Sorot dari bola mata itu mulai berpindah ke sudut mata. Melirik tajam orang-orang di sekelilingnya yang memerhatikan ritual secara saksama. Ia mengiringi penghulu yang sedang merapal mantra dan berkeliling rimbunan. Ketika sorot mata itu sampai ke arah tempat saya duduk, saya jadi tersipu dan berusaha membuang muka agar ritual tak terganggu dengan kehadiran saya. Sosoknya sudah saya dengar di obrolan sebelumnya tentang eksistensi balian perempuan di Dusun Gadang, Kecamatan Hampang, Kabupaten Kotabaru, Kalimantan Selatan.
Ia menghayati setiap larik yang terucap dari mulut ayahnya, Penghulu Makirim dengan wajah menunduk.
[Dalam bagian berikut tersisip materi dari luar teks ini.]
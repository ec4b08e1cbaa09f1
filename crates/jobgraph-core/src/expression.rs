//! Gate condition and interpolation expressions.
//!
//! ```text
//! expr      := or
//! or        := and ( "||" and )*
//! and       := unary ( "&&" unary )*
//! unary     := "!" unary | compare
//! compare   := primary ( ("==" | "!=" | "<" | "<=" | ">" | ">=") primary )?
//! primary   := literal | call | reference | "(" expr ")"
//! reference := ident ( "." ident | "[" string "]" )*
//! ```
//!
//! Expressions are parsed once when a run definition is loaded and evaluated
//! against an [`EvalScope`] as often as needed. Unknown references evaluate to
//! [`ExprValue::Undefined`], which is falsy and never compares equal (or
//! unequal) to anything.

use crate::context::RunContext;
use crate::run::{JobResult, MatrixAssignment, StepState, Upstream};
use crate::value::{Value, format_number};
use indexmap::IndexMap;
use regex::Regex;
use std::fmt;
use thiserror::Error;

#[derive(Debug, Clone, PartialEq, Eq, Error)]
#[error("{message} (at offset {offset})")]
pub struct ExpressionError {
    pub message: String,
    pub offset: usize,
}

impl ExpressionError {
    fn new(message: impl Into<String>, offset: usize) -> Self {
        Self {
            message: message.into(),
            offset,
        }
    }
}

/// Result of evaluating an expression.
#[derive(Debug, Clone, PartialEq)]
pub enum ExprValue {
    Undefined,
    Null,
    Bool(bool),
    Number(f64),
    String(String),
}

impl ExprValue {
    pub fn is_truthy(&self) -> bool {
        match self {
            ExprValue::Undefined | ExprValue::Null => false,
            ExprValue::Bool(b) => *b,
            ExprValue::Number(n) => *n != 0.0 && !n.is_nan(),
            ExprValue::String(s) => !s.is_empty(),
        }
    }

    pub fn is_undefined(&self) -> bool {
        matches!(self, ExprValue::Undefined)
    }

    /// String rendering used by interpolation. Undefined and null render empty.
    pub fn render(&self) -> String {
        match self {
            ExprValue::Undefined | ExprValue::Null => String::new(),
            ExprValue::Bool(b) => b.to_string(),
            ExprValue::Number(n) => format_number(*n),
            ExprValue::String(s) => s.clone(),
        }
    }

    fn as_number(&self) -> Option<f64> {
        match self {
            ExprValue::Undefined => None,
            ExprValue::Null => Some(0.0),
            ExprValue::Bool(b) => Some(if *b { 1.0 } else { 0.0 }),
            ExprValue::Number(n) => Some(*n),
            ExprValue::String(s) => {
                let trimmed = s.trim();
                if trimmed.is_empty() {
                    Some(0.0)
                } else {
                    trimmed.parse().ok()
                }
            }
        }
    }

    fn loose_eq(&self, other: &ExprValue) -> bool {
        use ExprValue::*;
        match (self, other) {
            (Undefined, _) | (_, Undefined) => false,
            (Null, Null) => true,
            (Null, _) | (_, Null) => false,
            (String(a), String(b)) => a == b,
            (Bool(a), Bool(b)) => a == b,
            (Bool(b), String(s)) | (String(s), Bool(b)) => s.eq_ignore_ascii_case(&b.to_string()),
            _ => match (self.as_number(), other.as_number()) {
                (Some(a), Some(b)) => a == b,
                _ => false,
            },
        }
    }

    fn compare(&self, other: &ExprValue) -> Option<std::cmp::Ordering> {
        if self.is_undefined() || other.is_undefined() {
            return None;
        }
        match (self.as_number(), other.as_number()) {
            (Some(a), Some(b)) => a.partial_cmp(&b),
            _ => Some(self.render().cmp(&other.render())),
        }
    }
}

impl From<&Value> for ExprValue {
    fn from(value: &Value) -> Self {
        match value {
            Value::Bool(b) => ExprValue::Bool(*b),
            Value::Number(n) => ExprValue::Number(*n),
            Value::String(s) => ExprValue::String(s.clone()),
        }
    }
}

impl From<&str> for ExprValue {
    fn from(value: &str) -> Self {
        ExprValue::String(value.to_string())
    }
}

impl fmt::Display for ExprValue {
    fn fmt(&self, f: &mut fmt::Formatter<'_>) -> fmt::Result {
        f.write_str(&self.render())
    }
}

/// Everything an expression may reference.
#[derive(Debug, Clone, Copy)]
pub struct EvalScope<'a> {
    ctx: &'a RunContext,
    matrix: Option<&'a MatrixAssignment>,
    env: Option<&'a IndexMap<String, String>>,
    needs: Option<&'a IndexMap<String, Upstream>>,
    steps: Option<&'a IndexMap<String, StepState>>,
    run_cancelled: bool,
    step_failed: bool,
    step_gate: bool,
}

impl<'a> EvalScope<'a> {
    pub fn new(ctx: &'a RunContext) -> Self {
        Self {
            ctx,
            matrix: None,
            env: None,
            needs: None,
            steps: None,
            run_cancelled: false,
            step_failed: false,
            step_gate: false,
        }
    }

    pub fn with_matrix(mut self, matrix: &'a MatrixAssignment) -> Self {
        self.matrix = Some(matrix);
        self
    }

    pub fn with_env(mut self, env: &'a IndexMap<String, String>) -> Self {
        self.env = Some(env);
        self
    }

    pub fn with_needs(mut self, needs: &'a IndexMap<String, Upstream>) -> Self {
        self.needs = Some(needs);
        self
    }

    pub fn with_steps(mut self, steps: &'a IndexMap<String, StepState>) -> Self {
        self.steps = Some(steps);
        self
    }

    pub fn with_run_cancelled(mut self, cancelled: bool) -> Self {
        self.run_cancelled = cancelled;
        self
    }

    /// Marks that an earlier step of the current instance failed.
    pub fn with_step_failed(mut self, failed: bool) -> Self {
        self.step_failed = failed;
        self
    }

    /// Scope for conditions inside a running instance. Status functions then
    /// only look at earlier steps and run cancellation; the job gate already
    /// settled the upstream results. `needs.*` references still resolve.
    pub fn for_steps(mut self) -> Self {
        self.step_gate = true;
        self
    }

    fn upstream_results(&self) -> impl Iterator<Item = JobResult> + '_ {
        self.needs
            .filter(|_| !self.step_gate)
            .into_iter()
            .flat_map(|n| n.values().map(|u| u.result))
    }

    fn status_success(&self) -> bool {
        !self.run_cancelled
            && !self.step_failed
            && self.upstream_results().all(|r| r == JobResult::Success)
    }

    fn status_failure(&self) -> bool {
        self.step_failed || self.upstream_results().any(|r| r == JobResult::Failure)
    }

    fn status_cancelled(&self) -> bool {
        self.run_cancelled || self.upstream_results().any(|r| r == JobResult::Cancelled)
    }

    fn resolve(&self, path: &[String]) -> ExprValue {
        let Some((head, rest)) = path.split_first() else {
            return ExprValue::Undefined;
        };
        let rest: Vec<&str> = rest.iter().map(String::as_str).collect();
        match (head.as_str(), rest.as_slice()) {
            ("ctx", []) => ExprValue::Undefined,
            ("ctx", keys) => lookup_value(self.ctx.get(&keys.join("."))),
            ("inputs", [name]) => lookup_value(self.ctx.get(&format!("inputs.{}", name))),
            ("matrix", [axis]) => lookup_value(self.matrix.and_then(|m| m.get(axis))),
            ("env", [name]) => lookup_str(self.env.and_then(|e| e.get(*name))),
            ("needs", [job, "result"]) => self
                .needs
                .and_then(|n| n.get(*job))
                .map(|u| ExprValue::from(u.result.as_str()))
                .unwrap_or(ExprValue::Undefined),
            ("needs", [job, "outputs", name]) => {
                lookup_str(self.needs.and_then(|n| n.get(*job)).and_then(|u| u.outputs.get(*name)))
            }
            ("steps", [step, "outcome"]) => self
                .steps
                .and_then(|s| s.get(*step))
                .map(|s| ExprValue::from(s.outcome.as_str()))
                .unwrap_or(ExprValue::Undefined),
            ("steps", [step, "stdout"]) => {
                lookup_str(self.steps.and_then(|s| s.get(*step)).map(|s| &s.stdout))
            }
            ("steps", [step, "outputs", name]) => {
                lookup_str(self.steps.and_then(|s| s.get(*step)).and_then(|s| s.outputs.get(*name)))
            }
            _ => ExprValue::Undefined,
        }
    }
}

fn lookup_value(value: Option<&Value>) -> ExprValue {
    value.map(ExprValue::from).unwrap_or(ExprValue::Undefined)
}

fn lookup_str(value: Option<&String>) -> ExprValue {
    value
        .map(|s| ExprValue::String(s.clone()))
        .unwrap_or(ExprValue::Undefined)
}

#[derive(Debug, Clone, Copy, PartialEq, Eq)]
enum CompareOp {
    Eq,
    Ne,
    Lt,
    Le,
    Gt,
    Ge,
}

#[derive(Debug, Clone, Copy, PartialEq, Eq)]
enum Function {
    Always,
    Success,
    Failure,
    Cancelled,
    Contains,
    StartsWith,
    EndsWith,
    Matches,
    Format,
}

impl Function {
    fn lookup(name: &str) -> Option<Function> {
        const TABLE: &[(&str, Function)] = &[
            ("always", Function::Always),
            ("success", Function::Success),
            ("failure", Function::Failure),
            ("cancelled", Function::Cancelled),
            ("contains", Function::Contains),
            ("startsWith", Function::StartsWith),
            ("endsWith", Function::EndsWith),
            ("matches", Function::Matches),
            ("format", Function::Format),
        ];
        TABLE
            .iter()
            .find(|(n, _)| n.eq_ignore_ascii_case(name))
            .map(|(_, f)| *f)
    }

    /// (min, max) argument count; `None` max means variadic.
    fn arity(&self) -> (usize, Option<usize>) {
        match self {
            Function::Always | Function::Success | Function::Failure | Function::Cancelled => {
                (0, Some(0))
            }
            Function::Contains | Function::StartsWith | Function::EndsWith | Function::Matches => {
                (2, Some(2))
            }
            Function::Format => (1, None),
        }
    }

    fn is_status(&self) -> bool {
        matches!(
            self,
            Function::Always | Function::Success | Function::Failure | Function::Cancelled
        )
    }
}

#[derive(Debug, Clone, PartialEq)]
enum Node {
    Literal(ExprValue),
    Reference(Vec<String>),
    Not(Box<Node>),
    And(Box<Node>, Box<Node>),
    Or(Box<Node>, Box<Node>),
    Compare(CompareOp, Box<Node>, Box<Node>),
    Call(Function, Vec<Node>),
}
Bibir mungilnya ikut bergerak, mengikuti lantunan irama mantra yang diikuti dendang kalimpat—menabuhkan gema mistis yang merebak ke penjuru balai. Wajahnya bak putri di negeri dongeng orang-orang Austronesia; dengan riasan tipis dan gincu merah keunguan. Namun, di beberapa momen ia terlihat seperti menanggung beban berat di pundaknya. Bukankah harusnya kamu malam ini bergembira?
Saya berpindah tempat, diam-diam mendekatinya untuk mendengar apa yang ia ucapkan. Saya masih tidak bisa mendengar dengan jelas. Para balian—termasuk dia dan Penghulu Makirim—yang berjumlah tiga orang mulai mengelilingi rimbunan lagi dan lagi. Balai yang berada di Dusun Gadang ini hanya seukuran rumah tinggal. Luasnya yang tidak terlalu besar membuat keramaian balai terbagi. Sebagian duduk memperhatikan ritual di dalam dan sebagian lainnya menghabiskan waktu dengan bermain judi dadu di luar balai.
Tidak berapa lama, Balian Makirim menyudahi ritualnya. Kemudian berdirilah sosok muda yang energik dengan badan tegap dan kokoh. Ia mulai merapal mantra, menggantikan peran Balian Makirim yang membimbingnya dari samping. Derap kaki dan irama gelang hyang seirama dengan gerak tubuhnya yang meledak-ledak. Ia juga mengobati orang-orang sakit yang hadir ke balai malam itu dengan berharap kesembuhan. Saking panjangnya ritual malam ini, mata saya tidak lagi mampu menahan amukan kantuk yang mendera. Untungnya, Yulianus berkenan menjadikan rumahnya sebagai tempat istirahat kami.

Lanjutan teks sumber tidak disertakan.